Nana-Bakassa is a sub-prefecture of Ouham in the Central African Republic.

== Geography ==
The locality located on the left bank of the Nana Bakassa River, a tributary of Ouham, is crossed by the RN1 road connecting Bossangoa to the Chadian border. In 2014, the population of the locality is estimated at 7,516 inhabitants.

The commune of Nana-Bakassa is located in the center of the prefecture of Ouham, it is surrounded by 6 neighboring communes.

Most villages are located on the Bossangoa - Nana-Bakassa - Chad road, RN1 national road.

Communes bordering Nana-Bakassa
|  | Nana-Markounda |  |
| Nanga Boguila |  | Bede |
| Ndoro-Mboli | Bossangoa | Benzambé |

== History ==
In 2002, Nana-Bakassa was erected in sub-prefecture, resulting from a division of the sub-prefecture of Bossangoa. On 25 June 2020 Nana-Bakassa was reportedly under control of MPC armed group. On 7 October it was captured by Return, Reclamation, Rehabilitation group. On 25 March 2021 it was reported that Nana-Bakassa was recaptured by government forces.

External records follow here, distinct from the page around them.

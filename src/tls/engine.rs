//! The seam between the bucket pair and a concrete TLS engine.
//!
//! An engine consumes and produces ciphertext exclusively through the
//! [`EngineIo`] hooks handed to it for the duration of one call. Rich
//! statuses cannot travel through the engine's return codes, so the hooks
//! smuggle them through the shared context (`crypt_status`, `crypt_err`,
//! `pending_err`) for the calling loop to recover.

use std::collections::HashMap;

use log::{debug, trace};

use crate::aggregate::AggregateBucket;
use crate::alloc::BucketAlloc;
use crate::bucket::{Bucket, ReadStatus};
use crate::error::{BucketError, CertFailures};
use crate::simple::SimpleBucket;

/// How an engine call ended when it did not produce data.
#[derive(Debug, Clone, PartialEq, Eq)]
pub enum EngineError {
    /// The engine needs inbound ciphertext before it can continue.
    WantRead,
    /// The engine needs its outbound ciphertext drained first.
    WantWrite,
    /// The peer shut the session down cleanly.
    Closed,
    /// An I/O hook failed; the real status is in the shared context.
    Syscall,
    /// The engine itself failed.
    Fatal(String),
}

/// Result of an [`EngineIo`] hook call.
#[derive(Debug, Clone, Copy, PartialEq, Eq)]
pub enum HookError {
    /// Nothing available right now; the engine should report `WantRead`
    /// (or `WantWrite`) and be retried later.
    Retry,
    /// The hook failed hard; the engine should report `Syscall` and let
    /// the caller recover the status from the context.
    Failed,
}

/// A TLS engine driven through BIO-style hooks.
///
/// Both calls may synchronously re-enter [`EngineIo::underlying_read`] and
/// [`EngineIo::underlying_write`]: TLS is bidirectional during a
/// handshake, so a plaintext write can require reading handshake records
/// from the transport and vice versa.
pub trait TlsEngine {
    /// Encrypt `data`, emitting ciphertext through `underlying_write`.
    /// Returns how many plaintext bytes were accepted.
    fn write_plaintext(&mut self, io: &mut EngineIo<'_>, data: &[u8]) -> Result<usize, EngineError>;

    /// Decrypt into `buf`, pulling ciphertext through `underlying_read`.
    /// Returns how many plaintext bytes were produced (never zero).
    fn read_plaintext(
        &mut self,
        io: &mut EngineIo<'_>,
        buf: &mut [u8],
    ) -> Result<usize, EngineError>;

    /// True while the handshake has not completed. Distinguishes
    /// `SslSetupFailed` from `SslCommFailed` when a failure latches.
    fn in_handshake(&self) -> bool;
}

CPC attacked the FACA position in Nana-Bakassa on 24 July 2023. The clashes lasted for several hours and the rebels managed to occupy the town briefly before FACA recaptured it. Three insurgents were killed and two wounded. Due to the attack, some town residents fled to the bush and shops were closed.

== Administration ==
The sub-prefecture of Nana-Bakassa is made up of the single commune of the same name. With 46,247 inhabitants and 174 villages recorded in 2003, the commune is the most populated of the prefecture.

Villages on the Nana-Bakassa axis at Bossangoa: Bodoni, Tigueda, Bondiba, Zian, Bofile, Konkon, Goniyari, Bendoui, Ndali, Pembe Farm, Anafio 2, Dabili, Boali, Bozanga, Anafio, Zian-Boy, Ngawele, Botoro, Ngai-Gban, Bokoura, Bodolé, Bokongo, Bodoro-Gassa, Gonissang-Gassa, Boferan, Léré, Boko, Bokessé, Bonkone, Bende, Bokine, Bodouk, Bozele, Bokpata 1, Kete-Cbanou, Gazouene, Nonsi, Bomboimo, Bongboto, Douben, Zoro, Bogoro, Gbaton.

== Company ==
Since 1960, the locality is the seat of the Catholic parish Holy Thérèse of the Child Jesus Nana Bakassa, it depends on the diocese of Bossangoa. The commune is the seat of another Catholic parish whose seat is in the locality of Kouki, Saint Laurent de Kouki.

== Economy ==
In March 2013, after the closure of the Bossangoa factory, the industrial cotton crop gave way to subsistence crops.